Observation data Epoch J2000.0 Equinox ICRS
- Constellation: Eridanus
- Right ascension: 03^{h} 01^{m} 51.39367^{s}
- Declination: −16° 35′ 36.0312″
- Apparent magnitude (V): 11.22±0.02
- Right ascension: 03^{h} 01^{m} 51.04^{s}
- Declination: −16° 35′ 31.1″
- Apparent magnitude (V): 11.37±0.03

Characteristics
- Spectral type: M2.5+M3.0+M
- Variable type: flare star (A & C)

Astrometry

LTT 1445 A
- Radial velocity (R_{v}): −5.74±0.33 km/s
- Proper motion (μ): RA: −369.972 mas/yr Dec.: −267.931 mas/yr
- Parallax (π): 145.6922±0.0244 mas
- Distance: 22.387 ± 0.004 ly (6.864 ± 0.001 pc)

Orbit
- Primary: LTT 1445 A
- Name: LTT 1445 BC
- Period (P): 216+14 −11 yr
- Semi-major axis (a): 4.69+0.23 −0.19" (32.2 AU)
- Eccentricity (e): 0.561+0.068 −0.072
- Inclination (i): 87.27+0.29 −0.34°
- Longitude of the node (Ω): 135.358+0.078 −0.069°
- Periastron epoch (T): 2116.5+6.2 −5.0
- Argument of periastron (ω) (secondary): 350.0±1.3°

Orbit
- Primary: LTT 1445 B
- Name: LTT 1445 C
- Period (P): 36.2±5.3 yr
- Semi-major axis (a): 1.159±0.076″
- Eccentricity (e): 0.50±0.11
- Inclination (i): 89.64±0.13°
- Longitude of the node (Ω): 137.63±0.19°
- Periastron epoch (T): 2019.2±1.7
- Argument of periastron (ω) (secondary): 209±13°

Details

A
- Mass: 0.286±0.018 M_{☉}
- Radius: 0.271+0.019 −0.010 R_{☉}
- Luminosity (bolometric): 0.00805±0.00035 L_{☉}
- Surface gravity (log g): 4.967+0.061 −0.075 cgs
- Temperature: 3,337±150 K
- Metallicity [Fe/H]: −0.34±0.08 dex

B
- Mass: 0.215±0.014 M_{☉}
- Radius: 0.236±0.027 R_{☉}

C
- Mass: 0.161±0.014 M_{☉}
- Radius: 0.197±0.027 R_{☉}
- Rotation: 1.4 d
- Other designations: BD−17 588, HIP 14101, WDS J03019-1633A,BC, IRAS 02595-1647, 2MASS J03015142-1635356, 2MASS J03015107-1635306, TIC 98796344, TOI-455, GJ 3192, GJ 3193

Database references
- SIMBAD: The system
- Exoplanet Archive: data

= LTT 1445 =

Star system in the constellation Eridanus

LTT 1445 is a triple M-dwarf system 22.4 ly distant in the constellation Eridanus. The primary LTT 1445 A hosts two exoplanets—one discovered in 2019 that transits the star every 5.36 days, and another found in 2021 that transits the star every 3.12 days, close to a 12:7 resonance. As of October 2022 it is the second closest transiting exoplanet system discovered, with the closest being HD 219134 bc.

== Stellar system ==
All three stars in the system are M-dwarfs, with masses between 0.16 and 0.26 . LTT 1445 A and LTT 1445 BC are separated by about 34 astronomical units and orbit each other with a period of about 250 years. The BC pair orbit each other about every 36 years in an eccentric orbit (e= ~0.5). The alignment of the three stars and the edge-on orbit of the BC pair suggests co-planarity of the system. The existence of transiting planets suggests that the entire system is co-planar, with orbits in one plane.

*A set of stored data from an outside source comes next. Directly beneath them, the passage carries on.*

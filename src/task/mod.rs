//! Bounded task execution with lifecycle, handlers, and shared shutdown.
//!
//! One fixed-size worker pool backs every concurrent operation in the core:
//! acquisition fan-out, link fan-out, and partition dispatch all borrow slots
//! from the same [`TaskManager`]. A task moves through
//! submitted → running → {closed, failed}; close-handlers and
//! failure-handlers fire exactly once on the matching terminal transition.
//!
//! The manager itself is a cheap handle around a shared core with an explicit
//! atomic reference count: cloning a handle takes a reference, [`TaskManager::close`]
//! releases one, and the real shutdown runs only when the last owner releases
//! (or when a forced shutdown is requested). Submission takes the shared side
//! of the phase lock and shutdown the exclusive side, so a racing submission
//! is either fully admitted or rejected — never half-tracked.

use std::collections::HashMap;
use std::sync::atomic::{AtomicBool, AtomicU8, AtomicU64, AtomicUsize, Ordering};
use std::sync::{Arc, Mutex, RwLock, mpsc};
use std::thread;

use crate::error::{TaskError, TaskResult};

/// Identifier of a submitted task, unique per manager.
pub type TaskId = u64;

/// Handler invoked exactly once when a task closes normally.
pub type CloseHandler = Box<dyn FnOnce() + Send>;
/// Handler invoked exactly once, with the error, when a task fails.
pub type FailureHandler = Box<dyn FnOnce(&TaskError) + Send>;

type Job = Box<dyn FnOnce() + Send>;

// ---------------------------------------------------------------------------
// Task trait
// ---------------------------------------------------------------------------

/// A unit of concurrent work.
///
/// The body returns a `Result`; errors are caught by the pool and routed to
/// the task's failure handlers, never propagated to the worker thread.
pub trait Task: Send {
    /// Execute the task body.
    fn execute(&mut self) -> TaskResult<()>;

    /// Release resources owned by the task. Called after the terminal
    /// transition, regardless of outcome.
    fn close(&mut self) {}
}

/// Adapts a closure into a [`Task`].
pub struct FnTask<F>(Option<F>);

impl<F> FnTask<F>
where
    F: FnOnce() -> TaskResult<()> + Send,
{
    pub fn new(f: F) -> Self {
        Self(Some(f))
    }
}

impl<F> Task for FnTask<F>
where
    F: FnOnce() -> TaskResult<()> + Send,
{
    fn execute(&mut self) -> TaskResult<()> {
        match self.0.take() {
            Some(f) => f(),
            None => Ok(()),
        }
    }
}

// ---------------------------------------------------------------------------
// Envelope: task + handlers
// ---------------------------------------------------------------------------

/// A task bundled with its close- and failure-handlers, ready for submission.
pub struct TaskEnvelope {
    task: Box<dyn Task>,
    on_close: Vec<CloseHandler>,
    on_failure: Vec<FailureHandler>,
}

impl TaskEnvelope {
    /// Wrap a task for submission.
    pub fn new(task: impl Task + 'static) -> Self {
        Self {
            task: Box::new(task),
            on_close: Vec::new(),
            on_failure: Vec::new(),
        }
    }

    /// Wrap a closure for submission.
    pub fn from_fn(f: impl FnOnce() -> TaskResult<()> + Send + 'static) -> Self {
        Self::new(FnTask::new(f))
    }

    /// Attach a close handler, fired exactly once if the task closes.
    pub fn on_close(mut self, f: impl FnOnce() + Send + 'static) -> Self {
        self.on_close.push(Box::new(f));
        self
    }

    /// Attach a failure handler, fired exactly once if the task fails.
    pub fn on_failure(mut self, f: impl FnOnce(&TaskError) + Send + 'static) -> Self {
        self.on_failure.push(Box::new(f));
        self
    }
}

// ---------------------------------------------------------------------------
// Task lifecycle state
// ---------------------------------------------------------------------------

const SUBMITTED: u8 = 0;
const RUNNING: u8 = 1;
const CLOSED: u8 = 2;
const FAILED: u8 = 3;

struct Handlers {
    on_close: Vec<CloseHandler>,
    on_failure: Vec<FailureHandler>,
}

/// Shared lifecycle record of one tracked task.
struct TaskState {
    phase: AtomicU8,
    handlers: Mutex<Option<Handlers>>,
}

impl TaskState {
    fn new(on_close: Vec<CloseHandler>, on_failure: Vec<FailureHandler>) -> Self {
        Self {
            phase: AtomicU8::new(SUBMITTED),
            handlers: Mutex::new(Some(Handlers {
                on_close,
                on_failure,
            })),
        }
    }

    /// SUBMITTED → RUNNING. Fails if a terminal state was already claimed
    /// (force-closed while still queued).
    fn mark_running(&self) -> bool {
        self.phase
            .compare_exchange(SUBMITTED, RUNNING, Ordering::AcqRel, Ordering::Acquire)
            .is_ok()
    }

    fn claim_terminal(&self, terminal: u8) -> bool {
        self.phase
            .fetch_update(Ordering::AcqRel, Ordering::Acquire, |phase| {
                (phase == SUBMITTED || phase == RUNNING).then_some(terminal)
            })
            .is_ok()
    }

    /// Transition to CLOSED, firing close handlers. True if this call won the
    /// terminal transition.
    fn close(&self) -> bool {
        if !self.claim_terminal(CLOSED) {
            return false;
        }
        if let Some(handlers) = self.handlers.lock().expect("handler lock poisoned").take() {
            for handler in handlers.on_close {
                handler();
            }
        }
        true
    }

    /// Transition to FAILED, firing failure handlers with the error.
    fn fail(&self, error: &TaskError) -> bool {
        if !self.claim_terminal(FAILED) {
            return false;
        }
        if let Some(handlers) = self.handlers.lock().expect("handler lock poisoned").take() {
            for handler in handlers.on_failure {
                handler(error);
            }
        }
        true
    }
}

// ---------------------------------------------------------------------------
// Result handles
// ---------------------------------------------------------------------------

/// Handle for a typed result submitted via [`TaskManager::submit_with_result`].
///
/// Cancelled in bulk when the manager shuts down; a cancelled handle's
/// [`join`](TaskHandle::join) returns [`TaskError::Cancelled`].
pub struct TaskHandle<T> {
    id: TaskId,
    rx: mpsc::Receiver<T>,
    cancelled: Arc<AtomicBool>,
}

impl<T> TaskHandle<T> {
    /// Identifier of the underlying task.
    pub fn id(&self) -> TaskId {
        self.id
    }

    /// Whether the manager cancelled this handle.
    pub fn is_cancelled(&self) -> bool {
        self.cancelled.load(Ordering::Acquire)
    }

    /// Block until the result is available or the handle is cancelled.
    pub fn join(self) -> TaskResult<T> {
        self.rx.recv().map_err(|_| TaskError::Cancelled)
    }
}

// ---------------------------------------------------------------------------
// Manager
// ---------------------------------------------------------------------------

#[derive(Debug, Clone, Copy, PartialEq, Eq)]
enum Phase {
    Open,
    Closing,
    Closed,
}

struct PoolState {
    phase: Phase,
    sender: Option<mpsc::Sender<Job>>,
}

struct ManagerCore {
    state: RwLock<PoolState>,
    tracked: Mutex<HashMap<TaskId, Arc<TaskState>>>,
    result_flags: Mutex<HashMap<TaskId, Arc<AtomicBool>>>,
    workers: Mutex<Vec<thread::JoinHandle<()>>>,
    next_id: AtomicU64,
    refs: AtomicUsize,
    capacity: usize,
}

/// Shared handle on the bounded worker pool.
///
/// Clone freely: each clone takes a reference; the pool shuts down when the
/// last reference is released via [`close`](TaskManager::close) (or drop).
pub struct TaskManager {
    core: Arc<ManagerCore>,
    released: AtomicBool,
}

impl TaskManager {
    /// Create a manager with a fixed pool of `workers` threads (at least 1).
    pub fn new(workers: usize) -> Self {
        let capacity = workers.max(1);
        let (sender, receiver) = mpsc::channel::<Job>();
        let receiver = Arc::new(Mutex::new(receiver));

        let mut handles = Vec::with_capacity(capacity);
        for n in 0..capacity {
            let rx = Arc::clone(&receiver);
            let handle = thread::Builder::new()
                .name(format!("weave-worker-{n}"))
                .spawn(move || worker_loop(rx))
                .expect("failed to spawn worker thread");
            handles.push(handle);
        }

        tracing::debug!(workers = capacity, "task manager pool started");
        Self {
            core: Arc::new(ManagerCore {
                state: RwLock::new(PoolState {
                    phase: Phase::Open,
                    sender: Some(sender),
                }),
                tracked: Mutex::new(HashMap::new()),
                result_flags: Mutex::new(HashMap::new()),
                workers: Mutex::new(handles),
                next_id: AtomicU64::new(1),
                refs: AtomicUsize::new(1),
                capacity,
            }),
            released: AtomicBool::new(false),
        }
    }

    /// Number of worker threads in the pool.
    pub fn capacity(&self) -> usize {
        self.core.capacity
    }

    /// Whether the manager has begun (or finished) shutting down.
    pub fn is_closed(&self) -> bool {
        self.core.state.read().expect("manager state lock poisoned").phase != Phase::Open
    }

    /// Submit a fire-and-forget task.
    ///
    /// The task is tracked until its terminal transition; body errors are
    /// routed to its failure handlers. Rejected with [`TaskError::ManagerClosed`]
    /// once shutdown has begun.
    pub fn submit(&self, envelope: TaskEnvelope) -> TaskResult<TaskId> {
        let state = self.core.state.read().expect("manager state lock poisoned");
        if state.phase != Phase::Open {
            return Err(TaskError::ManagerClosed);
        }
        let sender = state.sender.as_ref().ok_or(TaskError::ManagerClosed)?;

        let id = self.core.next_id.fetch_add(1, Ordering::Relaxed);
        let task_state = Arc::new(TaskState::new(envelope.on_close, envelope.on_failure));
        self.core
            .tracked
            .lock()
            .expect("task registry lock poisoned")
            .insert(id, Arc::clone(&task_state));

        let core = Arc::clone(&self.core);
        let mut task = envelope.task;
        let job: Job = Box::new(move || {
            if !task_state.mark_running() {
                // Force-closed while still queued; the body never runs.
                return;
            }
            match task.execute() {
                Ok(()) => {
                    task_state.close();
                }
                Err(error) => {
                    tracing::debug!(task = id, error = %error, "task body failed");
                    task_state.fail(&error);
                }
            }
            task.close();
            core.tracked
                .lock()
                .expect("task registry lock poisoned")
                .remove(&id);
        });

        sender.send(job).map_err(|_| TaskError::ManagerClosed)?;
        tracing::trace!(task = id, "task submitted");
        Ok(id)
    }

    /// Submit a callable whose value is retrieved through a [`TaskHandle`].
    ///
    /// Handles are registered for mass cancellation: shutdown flags every
    /// outstanding handle and pending bodies are skipped.
    pub fn submit_with_result<T, F>(&self, f: F) -> TaskResult<TaskHandle<T>>
    where
        T: Send + 'static,
        F: FnOnce() -> T + Send + 'static,
    {
        let state = self.core.state.read().expect("manager state lock poisoned");
        if state.phase != Phase::Open {
            return Err(TaskError::ManagerClosed);
        }
        let sender = state.sender.as_ref().ok_or(TaskError::ManagerClosed)?;

        let id = self.core.next_id.fetch_add(1, Ordering::Relaxed);
        let cancelled = Arc::new(AtomicBool::new(false));
        let (tx, rx) = mpsc::channel::<T>();
        self.core
            .result_flags
            .lock()
            .expect("result registry lock poisoned")
            .insert(id, Arc::clone(&cancelled));

        let core = Arc::clone(&self.core);
        let flag = Arc::clone(&cancelled);
        let job: Job = Box::new(move || {
            if !flag.load(Ordering::Acquire) {
                // Dropping tx without sending wakes the joiner with Cancelled.
                let _ = tx.send(f());
            }
            core.result_flags
                .lock()
                .expect("result registry lock poisoned")
                .remove(&id);
        });

        sender.send(job).map_err(|_| TaskError::ManagerClosed)?;
        Ok(TaskHandle { id, rx, cancelled })
    }

    /// Release this owner's reference. The pool shuts down when the last
    /// reference is released; calling `close` twice on one handle is a no-op.
    ///
    /// Returns `true` if this call performed the actual shutdown.
    pub fn close(&self) -> bool {
        if self.released.swap(true, Ordering::SeqCst) {
            return false;
        }
        if self.core.refs.fetch_sub(1, Ordering::SeqCst) == 1 {
            return shutdown_core(&self.core);
        }
        false
    }

    /// Shut the pool down immediately, regardless of outstanding references.
    pub fn force_shutdown(&self) -> bool {
        shutdown_core(&self.core)
    }
}

impl Clone for TaskManager {
    fn clone(&self) -> Self {
        self.core.refs.fetch_add(1, Ordering::SeqCst);
        Self {
            core: Arc::clone(&self.core),
            released: AtomicBool::new(false),
        }
    }
}

impl Drop for TaskManager {
    fn drop(&mut self) {
        self.close();
    }
}

impl std::fmt::Debug for TaskManager {
    fn fmt(&self, f: &mut std::fmt::Formatter<'_>) -> std::fmt::Result {
        f.debug_struct("TaskManager")
            .field("capacity", &self.core.capacity)
            .field("refs", &self.core.refs.load(Ordering::SeqCst))
            .field("closed", &self.is_closed())
            .finish()
    }
}

/// The one-shot shutdown sequence. Exactly one caller wins the
/// Open → Closing transition; everyone else returns immediately.
fn shutdown_core(core: &Arc<ManagerCore>) -> bool {
    let sender = {
        let mut state = core.state.write().expect("manager state lock poisoned");
        if state.phase != Phase::Open {
            return false;
        }
        state.phase = Phase::Closing;
        state.sender.take()
    };
    tracing::info!("task manager shutting down");

    // Cancel every outstanding result handle.
    for (_, flag) in core
        .result_flags
        .lock()
        .expect("result registry lock poisoned")
        .drain()
    {
        flag.store(true, Ordering::Release);
    }

    // Force-close every tracked task: queued bodies are skipped, in-flight
    // bodies complete but find the terminal state already claimed.
    for (_, task) in core
        .tracked
        .lock()
        .expect("task registry lock poisoned")
        .drain()
    {
        task.close();
    }

    // Disconnect the queue so workers drain the backlog and exit.
    drop(sender);

    let workers: Vec<_> = {
        let mut guard = core.workers.lock().expect("worker registry lock poisoned");
        guard.drain(..).collect()
    };
    let current = thread::current().id();
    for worker in workers {
        if worker.thread().id() != current {
            let _ = worker.join();
        }
    }

    core.state.write().expect("manager state lock poisoned").phase = Phase::Closed;
    tracing::info!("task manager closed");
    true
}

fn worker_loop(rx: Arc<Mutex<mpsc::Receiver<Job>>>) {
    loop {
        let job = {
            let queue = rx.lock().expect("worker queue lock poisoned");
            queue.recv()
        };
        match job {
            Ok(job) => job(),
            Err(_) => break,
        }
    }
}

The TESS light curve showed stellar flares and rotational modulation due to starspots, likely on either the B or C component. Observations with Chandra showed that component C is the dominat X-ray source, with some contributions by component B. Flares are detected for component A in ultraviolet with Hubble and in x-rays with Chandra. Hubble observations also revealed an ultraviolet flare for component C, which was invisible at optical wavelengths.

== Planetary system ==
=== LTT 1445 Ab ===
LTT 1445 Ab is an exoplanet located approximately 22 light years away from Earth. Astrophysicists of the Harvard Center for Astrophysics discovered it in June 2019 with data from the Transiting Exoplanet Survey Satellite. The team obtained follow-up observations, including HARPS radial velocity measurements to constrain the mass of the planet.

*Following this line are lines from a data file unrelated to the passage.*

#[cfg(test)]
mod tests {
    use super::*;
    use crate::fact::{Fact, Term};
    use crate::store::MemoryStore;
    use std::time::Duration;

    fn fact(s: &str) -> Fact {
        Fact::new(s, "urn:p", Term::iri("urn:o"))
    }

    fn wait_for<F: Fn() -> bool>(condition: F) {
        let deadline = std::time::Instant::now() + Duration::from_secs(5);
        while !condition() {
            assert!(std::time::Instant::now() < deadline, "condition not reached");
            std::thread::sleep(Duration::from_millis(5));
        }
    }

    fn updater(store: &Arc<MemoryStore>) -> Arc<dyn Update> {
        Arc::new(PartitionUpdater::new(
            Arc::clone(store) as Arc<dyn Store>
        ))
    }

    #[test]
    fn routes_by_rule_with_default_remainder() {
        let store = Arc::new(MemoryStore::new());
        let tasks = TaskManager::new(4);
        let manager = IntegratorManager::new(tasks.clone());
        manager.register(
            SeparationRule::SubjectPrefix("urn:spatial:".into()),
            IntegrationPlan::for_partition("spatial").with_updater(updater(&store)),
        );
        manager.set_default(
            IntegrationPlan::for_partition("default").with_updater(updater(&store)),
        );

        let combined: FactSet = (0..6)
            .map(|n| fact(&format!("urn:spatial:r{n}")))
            .chain((0..4).map(|n| fact(&format!("urn:other:x{n}"))))
            .collect();
        manager.start_integration(combined).unwrap();

        wait_for(|| store.fact_count() == 10);
        assert_eq!(store.partition("spatial").unwrap().len(), 6);
        assert_eq!(store.partition("default").unwrap().len(), 4);

        manager.close();
        tasks.close();
    }

    #[test]
    fn routing_after_close_is_rejected() {
        let tasks = TaskManager::new(1);
        let manager = IntegratorManager::new(tasks.clone());
        manager.close();
        let result = manager.start_integration([fact("urn:a")].into_iter().collect());
        assert!(matches!(result, Err(IntegrationError::Closed)));
        tasks.close();
    }

    #[test]
    fn empty_matches_dispatch_nothing() {
        let store = Arc::new(MemoryStore::new());
        let tasks = TaskManager::new(2);
        let manager = IntegratorManager::new(tasks.clone());
        manager.register(
            SeparationRule::SubjectPrefix("urn:spatial:".into()),
            IntegrationPlan::for_partition("spatial").with_updater(updater(&store)),
        );
        manager.set_default(
            IntegrationPlan::for_partition("default").with_updater(updater(&store)),
        );

        manager.start_integration([fact("urn:other:a")].into_iter().collect()).unwrap();
        wait_for(|| store.fact_count() == 1);
        // The spatial partition never saw a dispatch.
        assert!(store.partition("spatial").is_none());

        manager.close();
        tasks.close();
    }

    #[test]
    fn update_runs_before_linkers_and_clean_runs_last() {
        use std::sync::Mutex;

        #[derive(Clone)]
        struct Trace(Arc<Mutex<Vec<&'static str>>>);

        struct TracingUpdate(Trace);
        impl Update for TracingUpdate {
            fn update(&self, _partition: &str, _facts: &FactSet) -> IntegrationResult<()> {
                self.0.0.lock().unwrap().push("update");
                Ok(())
            }
        }
        struct TracingLink(Trace);
        impl Link for TracingLink {
            fn link(&self) -> IntegrationResult<FactSet> {
                self.0.0.lock().unwrap().push("link");
                Ok(FactSet::new())
            }
        }
        struct TracingClean(Trace);
        impl Clean for TracingClean {
            fn clean(&self, _partition: &str) -> IntegrationResult<()> {
                self.0.0.lock().unwrap().push("clean");
                Ok(())
            }
        }

        let trace = Trace(Arc::new(Mutex::new(Vec::new())));
        let tasks = TaskManager::new(4);
        let integrator = Integrator::new(
            tasks.clone(),
            IntegrationPlan::for_partition("spatial")
                .with_updater(Arc::new(TracingUpdate(trace.clone())))
                .with_linker(Arc::new(TracingLink(trace.clone())))
                .with_linker(Arc::new(TracingLink(trace.clone())))
                .with_cleanser(Arc::new(TracingClean(trace.clone()))),
        );

        integrator.integrate(&[fact("urn:a")].into_iter().collect()).unwrap();

        let order = trace.0.lock().unwrap().clone();
        assert_eq!(order.first(), Some(&"update"));
        assert_eq!(order.last(), Some(&"clean"));
        assert_eq!(order.iter().filter(|s| **s == "link").count(), 2);

        integrator.close();
        tasks.close();
    }

    #[test]
    fn linker_failure_is_logged_and_dropped() {
        struct FailingLink;
        impl Link for FailingLink {
            fn link(&self) -> IntegrationResult<FactSet> {
                Err(IntegrationError::Link {
                    message: "no matches".into(),
                })
            }
        }

        let store = Arc::new(MemoryStore::new());
        let tasks = TaskManager::new(2);
        let integrator = Integrator::new(
            tasks.clone(),
            IntegrationPlan::for_partition("spatial")
                .with_updater(updater(&store))
                .with_linker(Arc::new(FailingLink)),
        );

        let result = integrator.integrate(&[fact("urn:a")].into_iter().collect());
        assert!(result.is_ok());
        assert_eq!(store.partition("spatial").unwrap().len(), 1);

        integrator.close();
        tasks.close();
    }

    #[test]
    fn linker_output_is_rerouted_through_partitioning() {
        struct DerivingLink;
        impl Link for DerivingLink {
            fn link(&self) -> IntegrationResult<FactSet> {
                Ok([fact("urn:org:derived")].into_iter().collect())
            }
        }

        let store = Arc::new(MemoryStore::new());
        let tasks = TaskManager::new(4);
        let manager = IntegratorManager::new(tasks.clone());
        manager.register(
            SeparationRule::SubjectPrefix("urn:spatial:".into()),
            IntegrationPlan::for_partition("spatial")
                .with_updater(updater(&store))
                .with_linker(Arc::new(DerivingLink)),
        );
        manager.register(
            SeparationRule::SubjectPrefix("urn:org:".into()),
            IntegrationPlan::for_partition("organizational").with_updater(updater(&store)),
        );

        manager
            .start_integration([fact("urn:spatial:r1")].into_iter().collect())
            .unwrap();

        // The derived fact crosses partitions: the spatial linker produced
        // it, routing placed it in the organizational partition.
        wait_for(|| {
            store
                .partition("organizational")
                .is_some_and(|p| p.contains(&fact("urn:org:derived")))
        });
        assert_eq!(store.partition("spatial").unwrap().len(), 1);

        manager.close();
        tasks.close();
    }
}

LTT 1445 Ab takes 5 days to orbit its star.

In July 2021, the mass of the planet was measured as 2.87±0.25 Earth masses, confirming an Earth-like composition. LTT 1445 Ab likely has a rocky composition, and because it orbits close to the M-dwarf, it has an equilibrium temperature of 431±23 K (431 K).

In 2022, a planetary transmission spectrum showed no evidence for an atmosphere, although an atmosphere with high altitude hazes cannot be ruled out yet. In 2025 a transmission spectrum with Hubble was published. The spectrum is consistent with a flat line. Only the infrared shows potential features consistent with hydrogen cyanide. Some retrievals weakly favour an atmosphere, but these could be stellar contamination.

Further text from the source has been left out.